When observing inflammatory cytokine production, our ELISA data showed a significant decrease in TNFα and IL-1ß in PEEK implants. We also observed a difference in IL-1ß production from MSCs in culture titanium when compared to PEEK alone on Day 7, and a significant difference by Day 14. Mineralization data measured from microCT on harvested distal femurs of implanted rabbits was analyzed using a one-way ANOVA with multiple comparisons. Similarly, higher levels of mineralized bone were evident on the roughened titanium cohort for the layer closest to the implant surface. The 0-136 micron surface showed statistically increased new bone formation when compared to the PEEK cohort. Other titanium surfaces also demonstrated an increase in bone mineralization.

CONCLUSIONS

Biomedical implant development has traditionally been a strong area of research due to the ongoing necessity for immediate stabilization via fixation. The materials considered in device design should incorporate strong, durable, immunomodulatory material characteristics specifically for the acute condition following surgical procedures. PEEK has recently been developed and used in the field of orthopedics for both material and radiolucent properties. Although PEEK is a ubiquitous orthopedic spinal implant material, the inert, hydrophobic surface limits cell adhesion, attachment, and growth, which has the potential to lead to a persistent inflammatory response, fibrosis, and implant failure.

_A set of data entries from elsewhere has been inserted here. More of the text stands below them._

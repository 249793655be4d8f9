//! Google Gemini generateContent provider

use std::sync::Arc;

use async_trait::async_trait;
use pai_core::{
    error::{AgentError, Result},
    provider::{GenerationOptions, LlmProvider},
    registry::{ProviderArgs, ProviderFactory},
};
use reqwest::Client;
use serde::Deserialize;
use serde_json::{Map, Value, json};

use crate::http::{client, merge_extra, require_api_key, send_json, trim_base};

pub const DEFAULT_MODEL: &str = "gemini-2.0-flash-exp";
pub const BASE_URL: &str = "https://generativelanguage.googleapis.com/v1beta";
pub const CLASS_PATH: &str = "pai_runtime::gemini::GeminiProvider";

/// Gemini provider
pub struct GeminiProvider {
    client: Client,
    api_key: String,
    model: String,
    base_url: String,
}

impl GeminiProvider {
    pub fn new(api_key: impl Into<String>, model: impl Into<String>) -> Result<Self> {
        Ok(Self {
            client: client()?,
            api_key: api_key.into(),
            model: model.into(),
            base_url: BASE_URL.into(),
        })
    }

    pub fn from_args(args: ProviderArgs) -> Result<Self> {
        let api_key = require_api_key("gemini", args.api_key)?;
        let mut provider = Self::new(api_key, args.model.unwrap_or_else(|| DEFAULT_MODEL.into()))?;
        if let Some(base_url) = args.base_url {
            provider.base_url = trim_base(&base_url);
        }
        Ok(provider)
    }

    pub fn factory() -> ProviderFactory {
        Arc::new(|args: ProviderArgs| Ok(Box::new(Self::from_args(args)?) as Box<dyn LlmProvider>))
    }

    fn request_body(prompt: &str, options: &GenerationOptions) -> Map<String, Value> {
        let mut config = Map::new();
        if let Some(t) = options.temperature {
            config.insert("temperature".into(), json!(t));
        }
        if let Some(n) = options.max_tokens {
            config.insert("maxOutputTokens".into(), json!(n));
        }
        if let Some(p) = options.top_p {
            config.insert("topP".into(), json!(p));
        }
        merge_extra(&mut config, &options.extra);

        let mut body = Map::new();
        body.insert(
            "contents".into(),
            json!([{"role": "user", "parts": [{"text": prompt}]}]),
        );
        let system = options.system();
        if !system.trim().is_empty() {
            body.insert("systemInstruction".into(), json!({"parts": [{"text": system}]}));
        }
        if !config.is_empty() {
            body.insert("generationConfig".into(), Value::Object(config));
        }
        body
    }
}

#[derive(Deserialize)]
struct GenerateContentResponse {
    #[serde(default)]
    candidates: Vec<Candidate>,
}

#[derive(Deserialize)]
struct Candidate {
    content: Option<CandidateContent>,
}

#[derive(Deserialize)]
struct CandidateContent {
    #[serde(default)]
    parts: Vec<Part>,
}

#[derive(Deserialize)]
struct Part {
    text: Option<String>,
}

#[derive(Deserialize)]
struct ModelList {
    #[serde(default)]
    models: Vec<ModelEntry>,
}

#[derive(Deserialize)]
struct ModelEntry {
    name: String,
}

fn extract_text(response: GenerateContentResponse) -> Result<String> {
    let text: String = response
        .candidates
        .into_iter()
        .next()
        .and_then(|c| c.content)
        .map(|c| c.parts.into_iter().filter_map(|p| p.text).collect())
        .unwrap_or_default();
    if text.is_empty() {
        return Err(AgentError::Provider(
            "Gemini returned no text in the response candidates".into(),
        ));
    }
    Ok(text)
}

#[async_trait]
impl LlmProvider for GeminiProvider {
    fn name(&self) -> &str {
        "gemini"
    }

    fn model(&self) -> &str {
        &self.model
    }

    async fn complete(&self, prompt: &str, options: &GenerationOptions) -> Result<String> {
        let model = options.model_or(&self.model);
        tracing::debug!(model, "Gemini generateContent");
        let request = self
            .client
            .post(format!("{}/models/{model}:generateContent", self.base_url))
            .query(&[("key", self.api_key.as_str())])
            .json(&Self::request_body(prompt, options));
        extract_text(send_json("Gemini", request).await?)
    }

    fn supports_model_listing(&self) -> bool {
        true
    }

    async fn list_models(&self) -> Result<Vec<String>> {
        let request = self
            .client
            .get(format!("{}/models", self.base_url))
            .query(&[("key", self.api_key.as_str()), ("pageSize", "1000")]);
        let list: ModelList = send_json("Gemini", request).await?;
        let mut names: Vec<String> = list
            .models
            .into_iter()
            .map(|m| m.name.strip_prefix("models/").map_or(m.name.clone(), str::to_string))
            .collect();
        names.sort();
        Ok(names)
    }
}

#[cfg(test)]
mod tests {
    use super::*;

    #[test]
    fn test_request_body() {
        let options = GenerationOptions::from_params(&["temperature=0", "max_tokens=64", "candidateCount=1"]).unwrap();
        let body = GeminiProvider::request_body("Hello", &options);
        assert_eq!(body["contents"][0]["parts"][0]["text"], json!("Hello"));
        assert_eq!(body["generationConfig"]["maxOutputTokens"], json!(64));
        assert_eq!(body["generationConfig"]["candidateCount"], json!(1));
        assert!(body["systemInstruction"]["parts"][0]["text"].is_string());

        let bare = GeminiProvider::request_body("Hello", &GenerationOptions::default());
        assert!(bare.get("generationConfig").is_none());
    }

    #[test]
    fn test_extract_text() {
        let response: GenerateContentResponse = serde_json::from_value(json!({
            "candidates": [{"content": {"role": "model", "parts": [{"text": "Hi "}, {"text": "there"}]}}]
        }))
        .unwrap();
        assert_eq!(extract_text(response).unwrap(), "Hi there");

        let blocked: GenerateContentResponse =
            serde_json::from_value(json!({"promptFeedback": {"blockReason": "SAFETY"}})).unwrap();
        assert!(extract_text(blocked).is_err());
    }
}
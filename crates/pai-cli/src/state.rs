//! Application State

use std::sync::Arc;

use pai_core::{
    ProviderRegistry, ResourceRegistry, SessionStore, ToolRegistry,
    config::{PaiPaths, Selection, Settings, selection_env},
    resource::ResourceMetadata,
    tool::{ToolDescriptor, register_builtin_tools},
};

/// Everything a command needs, built once per invocation
pub struct AppState {
    pub paths: PaiPaths,
    pub settings: Settings,
    pub providers: ProviderRegistry,
    pub tools: Arc<ToolRegistry>,
    pub resources: ResourceRegistry,
    pub sessions: SessionStore,
}

impl AppState {
    /// Load every registry from the data directory
    pub fn load(paths: PaiPaths) -> pai_core::Result<Self> {
        paths.ensure()?;
        let settings = Settings::load(&paths.settings_file())?;

        let mut providers = ProviderRegistry::load(paths.providers_file())?;
        pai_runtime::register_builtin_providers(&mut providers);

        let mut tools = ToolRegistry::new();
        register_builtin_tools(&mut tools);

        let resources = ResourceRegistry::load(paths.resources_file())?;
        let sessions = SessionStore::new(paths.sessions_dir());

        tracing::debug!(
            root = %paths.root().display(),
            providers = providers.names().len(),
            tools = tools.len(),
            resources = resources.len(),
            "Loaded application state"
        );

        Ok(Self {
            paths,
            settings,
            providers,
            tools: Arc::new(tools),
            resources,
            sessions,
        })
    }

    /// Live tool and resource metadata, snapshotted into new session instances
    pub fn capabilities(&self) -> (Vec<ToolDescriptor>, Vec<ResourceMetadata>) {
        (self.tools.describe_all(), self.resources.list_metadata())
    }

    /// Provider/model for commands that take `--provider` / `--model`
    pub fn select(&self, provider_flag: Option<&str>, model_flag: Option<&str>) -> (String, Option<String>) {
        let (provider_env, model_env) = selection_env();
        Selection {
            provider_flag,
            model_flag,
            provider_env,
            model_env,
            settings: Some(&self.settings),
            registry_default: self.providers.default_provider(),
        }
        .resolve()
    }
}
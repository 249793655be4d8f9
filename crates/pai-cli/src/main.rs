//! pai: Personal AI Interface
//!
//! Initialize a session once, then prompt it many times. Each prompt runs
//! the agent loop against the session's provider, with the built-in tools
//! and the registered resources on offer.

mod chat;
mod handlers;
mod state;
#[cfg(test)]
mod testing;

use std::path::PathBuf;
use std::process::ExitCode;

use clap::{Args, Parser, Subcommand};
use tracing_subscriber::EnvFilter;

use pai_core::{config::PaiPaths, reasoning::DEFAULT_MAX_ITERATIONS, resource::ResourceSpec};

use crate::handlers::{Binding, DEFAULT_TEST_PROMPT, PromptRequest};
use crate::state::AppState;

#[derive(Parser)]
#[command(name = "pai")]
#[command(version = env!("CARGO_PKG_VERSION"))]
#[command(about = "Personal AI Interface: initialize once, prompt many times", long_about = None)]
struct Cli {
    #[command(subcommand)]
    command: Commands,

    /// Debug logging on stderr
    #[arg(short, long)]
    verbose: bool,
}

#[derive(Subcommand)]
enum Commands {
    /// Start a session (or a new instance of one) bound to a provider
    Init {
        /// Session name
        session: String,
        /// Provider name or alias
        provider: String,
        /// Model (defaults to the provider's default)
        #[arg(short, long)]
        model: Option<String>,
        /// API key to store encrypted in the session (else the provider's env var is used)
        #[arg(long)]
        api_key: Option<String>,
        /// Endpoint override for proxies and self-hosted gateways
        #[arg(long)]
        base_url: Option<String>,
    },

    /// Send a prompt through the agent loop of a session
    Prompt {
        /// Session name
        session: String,
        /// Prompt text (read from stdin when omitted)
        text: Option<String>,
        /// Read the prompt text from a file
        #[arg(short, long)]
        file: Option<PathBuf>,
        /// Maximum action rounds before a final answer is forced
        #[arg(short = 'n', long, default_value_t = DEFAULT_MAX_ITERATIONS)]
        iterations: usize,
        /// Generation parameter, e.g. temperature=0.2 (repeatable)
        #[arg(short, long = "param", value_name = "KEY=VALUE")]
        params: Vec<String>,
        /// Print the reply with its session binding as JSON
        #[arg(long)]
        json: bool,
    },

    /// Chat with a session interactively, one agent run per line
    Chat {
        session: String,
        #[arg(short = 'n', long, default_value_t = DEFAULT_MAX_ITERATIONS)]
        iterations: usize,
        #[arg(short, long = "param", value_name = "KEY=VALUE")]
        params: Vec<String>,
    },

    /// List or delete saved sessions
    #[command(subcommand)]
    Sessions(SessionCommands),

    /// Show the resolved provider/model and saved sessions
    Status {
        #[arg(long)]
        json: bool,
    },

    /// Send a test prompt to the resolved provider/model (no session)
    Test {
        #[arg(short, long)]
        provider: Option<String>,
        #[arg(short, long)]
        model: Option<String>,
        #[arg(long)]
        base_url: Option<String>,
        /// Test prompt to send
        #[arg(short = 'q', long, default_value = DEFAULT_TEST_PROMPT)]
        prompt: String,
    },

    /// Manage providers
    #[command(subcommand)]
    Providers(ProviderCommands),

    /// List models offered by a provider
    Models {
        #[arg(short, long)]
        provider: Option<String>,
        #[arg(long)]
        base_url: Option<String>,
        /// Case-insensitive substring filter
        #[arg(short, long)]
        grep: Option<String>,
        #[arg(long)]
        json: bool,
    },

    /// Manage resources the model may request
    #[command(subcommand)]
    Resources(ResourceCommands),

    /// Inspect the built-in tools
    #[command(subcommand)]
    Tools(ToolCommands),

    /// Show the prompt history of a session's active instance
    History {
        session: String,
        /// Only the last N turns
        #[arg(long)]
        last: Option<usize>,
        #[arg(long)]
        json: bool,
    },

    /// Default provider/model settings (no secrets stored)
    #[command(subcommand)]
    Config(ConfigCommands),
}

#[derive(Subcommand)]
enum SessionCommands {
    List {
        #[arg(long)]
        json: bool,
    },
    /// Delete a session file with all its instances
    Delete {
        session: String,
    },
}

#[derive(Subcommand)]
enum ProviderCommands {
    /// List providers
    List {
        /// Show every field
        #[arg(short, long)]
        verbose: bool,
        /// Machine-readable output
        #[arg(long)]
        json: bool,
    },
    /// Map a provider name to an implementation class
    Add {
        name: String,
        class_path: String,
        /// Comma-separated aliases
        #[arg(long)]
        aliases: Option<String>,
        /// Add the provider disabled
        #[arg(long)]
        disabled: bool,
    },
    Enable {
        name: String,
    },
    Disable {
        name: String,
    },
    /// Remove a provider added with `providers add`
    Remove {
        name: String,
    },
    /// Set the default provider
    Default {
        name: String,
    },
    AddAlias {
        provider: String,
        alias: String,
    },
    RemoveAlias {
        alias: String,
    },
}

#[derive(Subcommand)]
enum ResourceCommands {
    List {
        #[arg(long)]
        json: bool,
    },
    /// Print a resource with its content resolved
    Show {
        name_or_id: String,
    },
    Add(ResourceArgs),
    /// Replace a resource's content, keeping its ID
    Update(ResourceArgs),
    Remove {
        name_or_id: String,
    },
}

#[derive(Args)]
struct ResourceArgs {
    name: String,
    /// Text, a file path (`--content-type file`) or a URL (`--content-type url`)
    content: String,
    #[arg(short, long, default_value = "")]
    description: String,
    /// string, file or url
    #[arg(short = 't', long)]
    content_type: Option<String>,
    /// Read CONTENT as a local path once and store the text
    #[arg(long)]
    local_file: bool,
    #[arg(long)]
    filetype: Option<String>,
    /// Comma-separated tags
    #[arg(long)]
    tags: Option<String>,
}

impl ResourceArgs {
    fn into_spec(self, default_type: Option<&str>) -> ResourceSpec {
        let tags = handlers::split_list(self.tags.as_deref());
        ResourceSpec {
            name: self.name,
            description: self.description,
            content: self.content,
            content_type: self.content_type.or_else(|| default_type.map(str::to_string)),
            local_file: self.local_file,
            filetype: self.filetype,
            tags: (!tags.is_empty()).then_some(tags),
        }
    }
}

#[derive(Subcommand)]
enum ToolCommands {
    List {
        #[arg(long)]
        json: bool,
    },
}

#[derive(Subcommand)]
enum ConfigCommands {
    Show,
    Set {
        #[arg(long)]
        provider: Option<String>,
        #[arg(long)]
        model: Option<String>,
    },
}

#[tokio::main]
async fn main() -> ExitCode {
    let cli = Cli::parse();

    // Load environment before the filter reads RUST_LOG
    dotenvy::dotenv().ok();

    // stdout carries command output only
    let filter = if cli.verbose {
        EnvFilter::new("debug")
    } else {
        EnvFilter::try_from_default_env().unwrap_or_else(|_| EnvFilter::new("warn"))
    };
    tracing_subscriber::fmt()
        .with_env_filter(filter)
        .with_writer(std::io::stderr)
        .init();

    match run(cli.command).await {
        Ok(()) => ExitCode::SUCCESS,
        Err(err) => {
            tracing::debug!(error = ?err, "Command failed");
            eprintln!("Error: {}", handlers::describe(&err));
            ExitCode::FAILURE
        }
    }
}

async fn run(command: Commands) -> anyhow::Result<()> {
    let mut state = AppState::load(PaiPaths::from_env()?)?;

    match command {
        Commands::Init { session, provider, model, api_key, base_url } => handlers::init(
            &state,
            &session,
            Binding {
                provider,
                model,
                api_key,
                base_url,
            },
        ),
        Commands::Prompt { session, text, file, iterations, params, json } => {
            let request = PromptRequest {
                session,
                text,
                file,
                iterations,
                params,
                json,
            };
            handlers::prompt(state, request).await
        }
        Commands::Chat { session, iterations, params } => chat::chat(state, &session, iterations, &params).await,
        Commands::Sessions(cmd) => match cmd {
            SessionCommands::List { json } => handlers::sessions_list(&state, json),
            SessionCommands::Delete { session } => handlers::sessions_delete(&state, &session),
        },
        Commands::Status { json } => handlers::status(&state, json),
        Commands::Test { provider, model, base_url, prompt } => {
            handlers::test(&state, provider.as_deref(), model.as_deref(), base_url, &prompt).await
        }
        Commands::Models { provider, base_url, grep, json } => {
            handlers::models(&state, provider.as_deref(), base_url, grep.as_deref(), json).await
        }
        Commands::History { session, last, json } => handlers::history(&state, &session, last, json),
        Commands::Providers(cmd) => match cmd {
            ProviderCommands::List { verbose, json } => handlers::providers_list(&state, verbose, json),
            ProviderCommands::Add { name, class_path, aliases, disabled } => {
                handlers::providers_add(&mut state, &name, &class_path, aliases.as_deref(), disabled)
            }
            ProviderCommands::Enable { name } => handlers::providers_enable(&mut state, &name),
            ProviderCommands::Disable { name } => handlers::providers_disable(&mut state, &name),
            ProviderCommands::Remove { name } => handlers::providers_remove(&mut state, &name),
            ProviderCommands::Default { name } => handlers::providers_default(&mut state, &name),
            ProviderCommands::AddAlias { provider, alias } => {
                handlers::providers_add_alias(&mut state, &provider, &alias)
            }
            ProviderCommands::RemoveAlias { alias } => handlers::providers_remove_alias(&mut state, &alias),
        },
        Commands::Resources(cmd) => match cmd {
            ResourceCommands::List { json } => handlers::resources_list(&state, json),
            ResourceCommands::Show { name_or_id } => handlers::resources_show(&state, &name_or_id).await,
            ResourceCommands::Add(args) => {
                handlers::resources_add(&mut state, args.into_spec(Some("string"))).await
            }
            // an unset type keeps the stored one
            ResourceCommands::Update(args) => handlers::resources_update(&mut state, args.into_spec(None)).await,
            ResourceCommands::Remove { name_or_id } => handlers::resources_remove(&mut state, &name_or_id),
        },
        Commands::Tools(ToolCommands::List { json }) => handlers::tools_list(&state, json),
        Commands::Config(cmd) => match cmd {
            ConfigCommands::Show => {
                handlers::config_show(&state);
                Ok(())
            }
            ConfigCommands::Set { provider, model } => {
                handlers::config_set(&mut state, provider.as_deref(), model.as_deref())
            }
        },
    }
}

The inclusion of traditional titanium implants has mitigated risks associated with the material evident in both the in vitro and short-term animal results. The bone mineralization immediately adjacent to the implant measured in microCT supports the layer at the bone-implant interface. The results suggest the use of titanium surfaces results in increased bone production, potentially leading to more bone apposition to the implant surface due to material and surface finish properties. The preliminary data suggest titanium implants could be advantageous for the suppression of early onset and a potentially sustained inflammatory response, and thus, resulting in bony on-growth with increased chances of arthrodesis.

FDA Device/Drug Status

This abstract does not discuss or include any applicable devices or drugs.